Some of this could have been addressed by the bill’s authors. Losing the statutory right to strike could’ve been fixed legislatively by either repealing Maine’s ban on public sector strikes or through creating a special carveout for the Pine Tree Power workers. Legislation could have even enhanced workers’ rights past what’s found under the NLRA by barring permanent replacement of strikers, preventing employers from unilaterally implementing contracts, expanding mandatory subjects of bargaining, and adding a worker representative to Pine Tree Power’s board.
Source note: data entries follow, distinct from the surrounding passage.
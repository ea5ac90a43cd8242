//! JSON summary of one run.

use atlas_common::BoundingBox;
use compositor::{AggregationMethod, CompositeResult, CompositeStats, Provenance};
use dashboard::Applied;
use serde::Serialize;

#[derive(Debug, Serialize)]
pub struct CompositeSummary {
    pub width: usize,
    pub height: usize,
    pub bounds: BoundingBox,
    pub method: AggregationMethod,
    pub stats: CompositeStats,
    pub provenance: Provenance,
}

impl From<&CompositeResult> for CompositeSummary {
    fn from(result: &CompositeResult) -> Self {
        Self {
            width: result.width,
            height: result.height,
            bounds: result.bounds,
            method: result.method,
            stats: result.stats.clone(),
            provenance: result.provenance.clone(),
        }
    }
}

#[derive(Debug, Serialize)]
pub struct LayerReport {
    pub id: String,
    pub result: &'static str,
    #[serde(skip_serializing_if = "Option::is_none")]
    pub composite: Option<CompositeSummary>,
}

impl LayerReport {
    pub fn new(id: &str, applied: Applied, composite: Option<&CompositeResult>) -> Self {
        Self {
            id: id.to_string(),
            result: applied.as_str(),
            composite: composite.map(CompositeSummary::from),
        }
    }
}

/// Everything the run produced, written with `--stats`.
#[derive(Debug, Default, Serialize)]
pub struct RunReport {
    pub layers: Vec<LayerReport>,
    #[serde(skip_serializing_if = "Option::is_none")]
    pub events_shown: Option<usize>,
    /// Layer ids in draw order as the overlay received them
    pub rendered: Vec<String>,
    #[serde(skip_serializing_if = "Option::is_none")]
    pub png: Option<String>,
}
They even could’ve helped manage the fallout of the unavoidable imposition of the open shop through measures like legal requirements that the employer notify the union of new hires, legally guaranteed access to worksites, and the right for union officials to transact business during work hours. If legislation strengthened the union’s ability to internally organize, the loss of agency fees might have been an acceptable tradeoff for the gains made.

Instead, legislators grafted on a last-minute fix that didn’t address the problem and showed that the problem was—at best—an afterthought. With labor in opposition to the bill, Governor Mills was free to veto it with little worry of genuine backlash.

The problems raised by the campaign show the wide-ranging consequences of the Janus vs. AFSCME ruling: in this case, a strong and largely unavoidable disincentive for existing unions at private utilities to support campaigns to bring private goods into public ownership. As Justice Elena Kagan wrote in her blistering dissent, “the majority’s road runs long  . . .  [a]nd at every stop are black-robed rulers overriding citizens’ choices.”

It’s also a warning of realities that public utility advocates need to confront: that union workers can’t be neglected in campaigns to bring utilities into public ownership, and any campaign for public ownership of utilities needs to fully commit itself to significant expansions of rights for public sector utility workers. Failing to do so presents labor with no incentive to support proposals and plenty of reasons to oppose them. That can, as it did with LD 1708, actually undermine chances of success.

Campaigns for public utilities are necessary, and bringing utilities—especially energy utilities—under public control is an essential part of any effort to combat climate change. Union workers should support them. But in doing so, we need to make clear that a “just transition” must have substance that speaks to the needs and concerns of workers and unions, and that workers’ rights are at the heart of the fight.

C.M. Lewis is an editor of Strikewave and a union activist in Pennsylvania.